- Directions for this task
Only lines with the word "that" belong in the answer; copy them from the records below.

Data extracted from a collection

---

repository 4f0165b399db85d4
//! Inbound adapters that translate external requests into domain service
//! calls while keeping framework details at the edge.
//!
//! HTTP handlers live under [`http`].

pub mod http;
//! Diesel table definitions for the PostgreSQL schema.
//!
//! Must match `backend/migrations` exactly. Regenerate with
//! `diesel print-schema` after changing a migration.

diesel::table! {
    /// Stored postal addresses. `id` is a `BIGSERIAL` and never reused.
    addresses (id) {
        id -> Int8,
        street -> Text,
        number -> Int4,
        zip_code -> Text,
        city -> Text,
        country -> Text,
    }
}
//! Address HTTP handlers.
//!
//! ```text
//! GET    /api/address
//! GET    /api/address/{id}
//! POST   /api/address
//! PUT    /api/address/{id}
//! DELETE /api/address/{id}
//! GET    /api/address/filter/{value}
//! GET    /api/address/sort/{direction}/{field}
//! GET    /api/address/distance/{id1}/{id2}
//! ```

use actix_web::http::header;
use actix_web::{HttpResponse, delete, get, post, put, web};
use serde::{Deserialize, Serialize};
use utoipa::ToSchema;

use crate::domain::{Address, AddressDraft, AddressId, Error};
use crate::inbound::http::ApiResult;
use crate::inbound::http::schemas::ErrorSchema;
use crate::inbound::http::state::HttpState;
use crate::inbound::http::validation::{
    FieldName, address_validation_error, id_mismatch_error, parse_house_number,
    parse_sort_direction, parse_sort_field, require,
};

/// Path prefix shared by every address endpoint.
pub const ADDRESS_PATH: &str = "/api/address";

/// Request payload for creating or replacing an address.
///
/// Every field is optional at the wire level so missing values surface as
/// field-level validation errors instead of opaque deserialisation failures.
#[derive(Debug, Default, Clone, Deserialize, Serialize, ToSchema)]
#[serde(rename_all = "camelCase")]
pub struct AddressRequest {
    /// Ignored on create; must equal the path id on update.
    #[schema(example = 7)]
    pub id: Option<i64>,
    /// Street name without the house number.
    #[schema(example = "Elm Street")]
    pub street: Option<String>,
    /// House number; must be positive and fit in 32 bits.
    #[schema(example = 5)]
    pub number: Option<i64>,
    /// Postal code.
    #[schema(example = "1012AB")]
    pub zip_code: Option<String>,
    /// City or town.
    #[schema(example = "Amsterdam")]
    pub city: Option<String>,
    /// Country name.
    #[schema(example = "Netherlands")]
    pub country: Option<String>,
}

/// Address record as returned to clients.
#[derive(Debug, Clone, PartialEq, Eq, Deserialize, Serialize, ToSchema)]
#[serde(rename_all = "camelCase")]
pub struct AddressResponse {
    /// Storage-assigned identifier.
    pub id: i64,
    /// Street name.
    pub street: String,
    /// House number.
    pub number: i32,
    /// Postal code.
    pub zip_code: String,
    /// City or town.
    pub city: String,
    /// Country name.
    pub country: String,
}

impl From<Address> for AddressResponse {
    fn from(value: Address) -> Self {
        Self {
            id: value.id().get(),
            street: value.street().to_owned(),
            number: value.number(),
            zip_code: value.zip_code().to_owned(),
            city: value.city().to_owned(),
            country: value.country().to_owned(),
        }
    }
}

fn into_responses(addresses: Vec<Address>) -> Vec<AddressResponse> {
    addresses.into_iter().map(AddressResponse::from).collect()
}

/// Validate the payload fields into a draft. The `id` field is not inspected.
fn parse_address_request(payload: AddressRequest) -> Result<AddressDraft, Error> {
    let street = require(payload.street, FieldName::new("street"))?;
    let number = require(payload.number, FieldName::new("number"))?;
    let zip_code = require(payload.zip_code, FieldName::new("zipCode"))?;
    let city = require(payload.city, FieldName::new("city"))?;
    let country = require(payload.country, FieldName::new("country"))?;
    let number = parse_house_number(number, FieldName::new("number"))?;

    AddressDraft::new(street, number, zip_code, city, country)
        .map_err(|err| address_validation_error(&err))
}

/// List every stored address.
#[utoipa::path(
    get,
    path = "/api/address",
    responses(
        (status = 200, description = "All addresses", body = [AddressResponse]),
        (status = 503, description = "Address storage unavailable", body = ErrorSchema)
    ),
    tags = ["addresses"],
    operation_id = "listAddresses"
)]
#[get("")]
pub async fn list_addresses(
    state: web::Data<HttpState>,
) -> ApiResult<web::Json<Vec<AddressResponse>>> {
    let addresses = state.addresses_query.list().await?;
    Ok(web::Json(into_responses(addresses)))
}

/// Fetch one address.
#[utoipa::path(
    get,
    path = "/api/address/{id}",
    params(("id" = i64, Path, description = "Address identifier")),
    responses(
        (status = 200, description = "The address", body = AddressResponse),
        (status = 404, description = "No such address", body = ErrorSchema)
    ),
    tags = ["addresses"],
    operation_id = "getAddress"
)]
#[get("/{id}")]
pub async fn get_address(
    state: web::Data<HttpState>,
    path: web::Path<i64>,
) -> ApiResult<web::Json<AddressResponse>> {
    let address = state
        .addresses_query
        .get(AddressId::new(path.into_inner()))
        .await?;
    Ok(web::Json(AddressResponse::from(address)))
}

/// Create an address. Any `id` in the body is ignored.
#[utoipa::path(
    post,
    path = "/api/address",
    request_body = AddressRequest,
    responses(
        (
            status = 201,
            description = "Address created",
            headers(("Location" = String, description = "URL of the new address")),
            body = AddressResponse
        ),
        (status = 400, description = "Invalid request", body = ErrorSchema),
        (status = 503, description = "Address storage unavailable", body = ErrorSchema)
    ),
    tags = ["addresses"],
    operation_id = "createAddress"
)]
#[post("")]
pub async fn create_address(
    state: web::Data<HttpState>,
    payload: web::Json<AddressRequest>,
) -> ApiResult<HttpResponse> {
    let draft = parse_address_request(payload.into_inner())?;
    let address = state.addresses.create(draft).await?;
    let location = format!("{ADDRESS_PATH}/{}", address.id());
    Ok(HttpResponse::Created()
        .insert_header((header::LOCATION, location))
        .json(AddressResponse::from(address)))
}

/// Replace every field of an address.
#[utoipa::path(
    put,
    path = "/api/address/{id}",
    params(("id" = i64, Path, description = "Address identifier")),
    request_body = AddressRequest,
    responses(
        (status = 204, description = "Address updated"),
        (status = 400, description = "Invalid request or id mismatch", body = ErrorSchema),
        (status = 404, description = "No such address", body = ErrorSchema),
        (status = 500, description = "Internal server error", body = ErrorSchema)
    ),
    tags = ["addresses"],
    operation_id = "updateAddress"
)]
#[put("/{id}")]
pub async fn update_address(
    state: web::Data<HttpState>,
    path: web::Path<i64>,
    payload: web::Json<AddressRequest>,
) -> ApiResult<HttpResponse> {
    let id = path.into_inner();
    let payload = payload.into_inner();
    if payload.id != Some(id) {
        return Err(id_mismatch_error(id, payload.id));
    }
    let draft = parse_address_request(payload)?;
    state.addresses.update(AddressId::new(id), draft).await?;
    Ok(HttpResponse::NoContent().finish())
}

/// Delete an address.
#[utoipa::path(
    delete,
    path = "/api/address/{id}",
    params(("id" = i64, Path, description = "Address identifier")),
    responses(
        (status = 204, description = "Address deleted"),
        (status = 404, description = "No such address", body = ErrorSchema)
    ),
    tags = ["addresses"],
    operation_id = "deleteAddress"
)]
#[delete("/{id}")]
pub async fn delete_address(
    state: web::Data<HttpState>,
    path: web::Path<i64>,
) -> ApiResult<HttpResponse> {
    state
        .addresses
        .delete(AddressId::new(path.into_inner()))
        .await?;
    Ok(HttpResponse::NoContent().finish())
}

/// Addresses with any field containing the value, ignoring case.
#[utoipa::path(
    get,
    path = "/api/address/filter/{value}",
    params(("value" = String, Path, description = "Fragment to look for in any field")),
    responses(
        (status = 200, description = "Matching addresses", body = [AddressResponse]),
        (status = 404, description = "Nothing matched", body = ErrorSchema)
    ),
    tags = ["addresses"],
    operation_id = "filterAddresses"
)]
#[get("/filter/{value}")]
pub async fn filter_addresses(
    state: web::Data<HttpState>,
    path: web::Path<String>,
) -> ApiResult<web::Json<Vec<AddressResponse>>> {
    let addresses = state.addresses_query.filter(&path.into_inner()).await?;
    Ok(web::Json(into_responses(addresses)))
}

/// Every address ordered by one field.
#[utoipa::path(
    get,
    path = "/api/address/sort/{direction}/{field}",
    params(
        ("direction" = String, Path, description = "`ascending` or `descending`"),
        ("field" = String, Path, description = "One of id, street, number, zipCode, city, country")
    ),
    responses(
        (status = 200, description = "Sorted addresses", body = [AddressResponse]),
        (status = 400, description = "Unknown field or direction", body = ErrorSchema)
    ),
    tags = ["addresses"],
    operation_id = "sortAddresses"
)]
#[get("/sort/{direction}/{field}")]
pub async fn sort_addresses(
    state: web::Data<HttpState>,
    path: web::Path<(String, String)>,
) -> ApiResult<web::Json<Vec<AddressResponse>>> {
    let (direction, field) = path.into_inner();
    let field = parse_sort_field(&field)?;
    let direction = parse_sort_direction(&direction)?;
    let addresses = state.addresses_query.sort(field, direction).await?;
    Ok(web::Json(into_responses(addresses)))
}

/// Great-circle distance in kilometres between two addresses.
#[utoipa::path(
    get,
    path = "/api/address/distance/{id1}/{id2}",
    params(
        ("id1" = i64, Path, description = "Origin address identifier"),
        ("id2" = i64, Path, description = "Destination address identifier")
    ),
    responses(
        (status = 200, description = "Distance in kilometres", body = f64),
        (status = 404, description = "Either address is missing", body = ErrorSchema),
        (status = 500, description = "Geocoding failed", body = ErrorSchema)
    ),
    tags = ["addresses"],
    operation_id = "addressDistance"
)]
#[get("/distance/{id1}/{id2}")]
pub async fn address_distance(
    state: web::Data<HttpState>,
    path: web::Path<(i64, i64)>,
) -> ApiResult<web::Json<f64>> {
    let (from, to) = path.into_inner();
    let kilometres = state
        .addresses_query
        .distance(AddressId::new(from), AddressId::new(to))
        .await?;
    Ok(web::Json(kilometres))
}

#[cfg(test)]
#[path = "addresses_tests.rs"]
mod tests;
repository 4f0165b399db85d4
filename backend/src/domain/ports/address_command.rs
//! Driving port for address mutations.
//!
//! Inbound adapters hand over validated drafts; the implementation owns the
//! mapping from storage outcomes to domain errors.

use async_trait::async_trait;

use crate::domain::{Address, AddressDraft, AddressId, Error};

/// Domain use-case port for creating, replacing and deleting addresses.
#[cfg_attr(test, mockall::automock)]
#[async_trait]
pub trait AddressCommand: Send + Sync {
    /// Store a new address and return it with its identifier.
    async fn create(&self, draft: AddressDraft) -> Result<Address, Error>;

    /// Replace every field of an existing address.
    async fn update(&self, id: AddressId, draft: AddressDraft) -> Result<(), Error>;

    /// Delete an address.
    async fn delete(&self, id: AddressId) -> Result<(), Error>;
}

/// Fixture command that accepts every mutation.
#[derive(Debug, Default, Clone, Copy)]
pub struct FixtureAddressCommand;

#[async_trait]
impl AddressCommand for FixtureAddressCommand {
    async fn create(&self, draft: AddressDraft) -> Result<Address, Error> {
        Ok(Address::new(AddressId::new(1), draft))
    }

    async fn update(&self, _id: AddressId, _draft: AddressDraft) -> Result<(), Error> {
        Ok(())
    }

    async fn delete(&self, _id: AddressId) -> Result<(), Error> {
        Ok(())
    }
}

#[cfg(test)]
mod tests {
    use super::*;

    #[tokio::test]
    async fn fixture_command_accepts_mutations() {
        let command = FixtureAddressCommand;
        let draft = AddressDraft::new("s", 1, "z", "c", "k").expect("valid draft");

        let created = command.create(draft.clone()).await.expect("create");
        assert_eq!(created.fields(), &draft);
        command.update(created.id(), draft).await.expect("update");
        command.delete(created.id()).await.expect("delete");
    }
}
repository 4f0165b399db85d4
//! Request middleware.
//!
//! Purpose: request lifecycle concerns shared by every route, currently trace
//! identifier propagation.

pub mod trace;

pub use trace::Trace;
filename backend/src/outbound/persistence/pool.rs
//! Async connection pool for Diesel PostgreSQL connections.
//!
//! Wraps `diesel-async` and `bb8` so repositories can check out connections
//! without blocking the runtime. Checkout waits at most the configured
//! timeout; failures surface as [`PoolError`].

use std::time::Duration;

use diesel_async::AsyncPgConnection;
use diesel_async::pooled_connection::AsyncDieselConnectionManager;
use diesel_async::pooled_connection::bb8::{Pool, PooledConnection};

/// Errors raised while building the pool or checking out a connection.
#[derive(Debug, Clone, PartialEq, Eq, thiserror::Error)]
pub enum PoolError {
    /// No connection became available within the checkout timeout.
    #[error("failed to get connection from pool: {message}")]
    Checkout { message: String },

    /// The pool could not be constructed.
    #[error("failed to build connection pool: {message}")]
    Build { message: String },
}

impl PoolError {
    /// Create a checkout error with the given message.
    pub fn checkout(message: impl Into<String>) -> Self {
        Self::Checkout {
            message: message.into(),
        }
    }

    /// Create a build error with the given message.
    pub fn build(message: impl Into<String>) -> Self {
        Self::Build {
            message: message.into(),
        }
    }
}

/// Pool sizing and timeout settings.
///
/// # Example
///
/// ```
/// use std::time::Duration;
/// use address_service::outbound::persistence::PoolConfig;
///
/// let config = PoolConfig::new("postgres://localhost/addresses")
///     .with_max_size(4)
///     .with_connection_timeout(Duration::from_secs(5));
/// assert_eq!(config.max_size(), 4);
/// ```
#[derive(Debug, Clone)]
pub struct PoolConfig {
    database_url: String,
    max_size: u32,
    min_idle: Option<u32>,
    connection_timeout: Duration,
}

impl PoolConfig {
    /// Create a configuration for `database_url` with ten connections, no
    /// idle floor and a 30 second checkout timeout.
    pub fn new(database_url: impl Into<String>) -> Self {
        Self {
            database_url: database_url.into(),
            max_size: 10,
            min_idle: None,
            connection_timeout: Duration::from_secs(30),
        }
    }

    /// Set the maximum number of connections in the pool.
    #[must_use]
    pub fn with_max_size(mut self, max_size: u32) -> Self {
        self.max_size = max_size;
        self
    }

    /// Set the minimum number of idle connections to maintain.
    #[must_use]
    pub fn with_min_idle(mut self, min_idle: Option<u32>) -> Self {
        self.min_idle = min_idle;
        self
    }

    /// Set the connection checkout timeout.
    #[must_use]
    pub fn with_connection_timeout(mut self, timeout: Duration) -> Self {
        self.connection_timeout = timeout;
        self
    }

    /// Database URL the pool connects to.
    pub fn database_url(&self) -> &str {
        &self.database_url
    }

    /// Maximum number of pooled connections.
    pub fn max_size(&self) -> u32 {
        self.max_size
    }
}

/// Shared PostgreSQL connection pool.
#[derive(Clone)]
pub struct DbPool {
    inner: Pool<AsyncPgConnection>,
}

impl DbPool {
    /// Build a pool from the configuration.
    ///
    /// # Errors
    ///
    /// Returns [`PoolError::Build`] when the pool cannot be constructed, for
    /// example because the initial idle connections cannot be opened.
    pub async fn new(config: PoolConfig) -> Result<Self, PoolError> {
        let manager = AsyncDieselConnectionManager::<AsyncPgConnection>::new(config.database_url);

        let pool = Pool::builder()
            .max_size(config.max_size)
            .min_idle(config.min_idle)
            .connection_timeout(config.connection_timeout)
            .build(manager)
            .await
            .map_err(|err| PoolError::build(err.to_string()))?;

        Ok(Self { inner: pool })
    }

    /// Check out a connection.
    ///
    /// # Errors
    ///
    /// Returns [`PoolError::Checkout`] when no connection can be obtained
    /// within the configured timeout.
    pub async fn get(&self) -> Result<PooledConnection<'_, AsyncPgConnection>, PoolError> {
        self.inner
            .get()
            .await
            .map_err(|err| PoolError::checkout(err.to_string()))
    }
}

---

- Result
//! Inbound adapters that translate external requests into domain service
/// Fixture command that accepts every mutation.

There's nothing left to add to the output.